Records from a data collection
################

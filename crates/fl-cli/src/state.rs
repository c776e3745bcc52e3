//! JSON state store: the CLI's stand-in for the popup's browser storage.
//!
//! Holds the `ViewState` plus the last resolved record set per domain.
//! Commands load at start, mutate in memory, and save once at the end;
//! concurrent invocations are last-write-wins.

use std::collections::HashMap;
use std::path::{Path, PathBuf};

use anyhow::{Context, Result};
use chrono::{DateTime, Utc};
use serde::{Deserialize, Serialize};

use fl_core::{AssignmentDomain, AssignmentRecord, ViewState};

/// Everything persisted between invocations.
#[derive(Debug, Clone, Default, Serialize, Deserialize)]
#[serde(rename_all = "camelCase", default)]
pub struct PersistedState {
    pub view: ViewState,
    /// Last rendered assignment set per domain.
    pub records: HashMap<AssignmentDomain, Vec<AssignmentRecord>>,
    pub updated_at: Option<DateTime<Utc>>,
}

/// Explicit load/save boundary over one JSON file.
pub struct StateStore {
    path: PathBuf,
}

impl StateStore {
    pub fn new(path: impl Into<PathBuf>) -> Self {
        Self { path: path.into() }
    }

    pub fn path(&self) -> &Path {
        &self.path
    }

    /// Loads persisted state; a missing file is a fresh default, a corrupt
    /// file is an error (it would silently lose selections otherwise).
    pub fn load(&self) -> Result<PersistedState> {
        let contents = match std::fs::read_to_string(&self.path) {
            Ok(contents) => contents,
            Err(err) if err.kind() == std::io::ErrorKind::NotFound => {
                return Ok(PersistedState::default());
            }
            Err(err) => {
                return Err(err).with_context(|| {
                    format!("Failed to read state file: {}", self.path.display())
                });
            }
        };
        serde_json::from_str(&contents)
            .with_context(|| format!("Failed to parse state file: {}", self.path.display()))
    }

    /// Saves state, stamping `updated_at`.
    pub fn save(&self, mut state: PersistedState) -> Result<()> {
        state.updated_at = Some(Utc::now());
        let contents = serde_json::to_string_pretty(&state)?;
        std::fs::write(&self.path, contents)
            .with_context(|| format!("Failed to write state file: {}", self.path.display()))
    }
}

################

**WORK TO BE COMPLETED**
Word for word, give back all of the records.

**WRITTEN SOLUTION**
filename crates/fl-cli/src/state.rs
repository c776e3745bcc52e3
//! JSON state store: the CLI's stand-in for the popup's browser storage.
//!
//! Holds the `ViewState` plus the last resolved record set per domain.
//! Commands load at start, mutate in memory, and save once at the end;
//! concurrent invocations are last-write-wins.

use std::collections::HashMap;
use std::path::{Path, PathBuf};

use anyhow::{Context, Result};
use chrono::{DateTime, Utc};
use serde::{Deserialize, Serialize};

use fl_core::{AssignmentDomain, AssignmentRecord, ViewState};

/// Everything persisted between invocations.
#[derive(Debug, Clone, Default, Serialize, Deserialize)]
#[serde(rename_all = "camelCase", default)]
pub struct PersistedState {
    pub view: ViewState,
    /// Last rendered assignment set per domain.
    pub records: HashMap<AssignmentDomain, Vec<AssignmentRecord>>,
    pub updated_at: Option<DateTime<Utc>>,
}

/// Explicit load/save boundary over one JSON file.
pub struct StateStore {
    path: PathBuf,
}

impl StateStore {
    pub fn new(path: impl Into<PathBuf>) -> Self {
        Self { path: path.into() }
    }

    pub fn path(&self) -> &Path {
        &self.path
    }

    /// Loads persisted state; a missing file is a fresh default, a corrupt
    /// file is an error (it would silently lose selections otherwise).
    pub fn load(&self) -> Result<PersistedState> {
        let contents = match std::fs::read_to_string(&self.path) {
            Ok(contents) => contents,
            Err(err) if err.kind() == std::io::ErrorKind::NotFound => {
                return Ok(PersistedState::default());
            }
            Err(err) => {
                return Err(err).with_context(|| {
                    format!("Failed to read state file: {}", self.path.display())
                });
            }
        };
        serde_json::from_str(&contents)
            .with_context(|| format!("Failed to parse state file: {}", self.path.display()))
    }

    /// Saves state, stamping `updated_at`.
    pub fn save(&self, mut state: PersistedState) -> Result<()> {
        state.updated_at = Some(Utc::now());
        let contents = serde_json::to_string_pretty(&state)?;
        std::fs::write(&self.path, contents)
            .with_context(|| format!("Failed to write state file: {}", self.path.display()))
    }
}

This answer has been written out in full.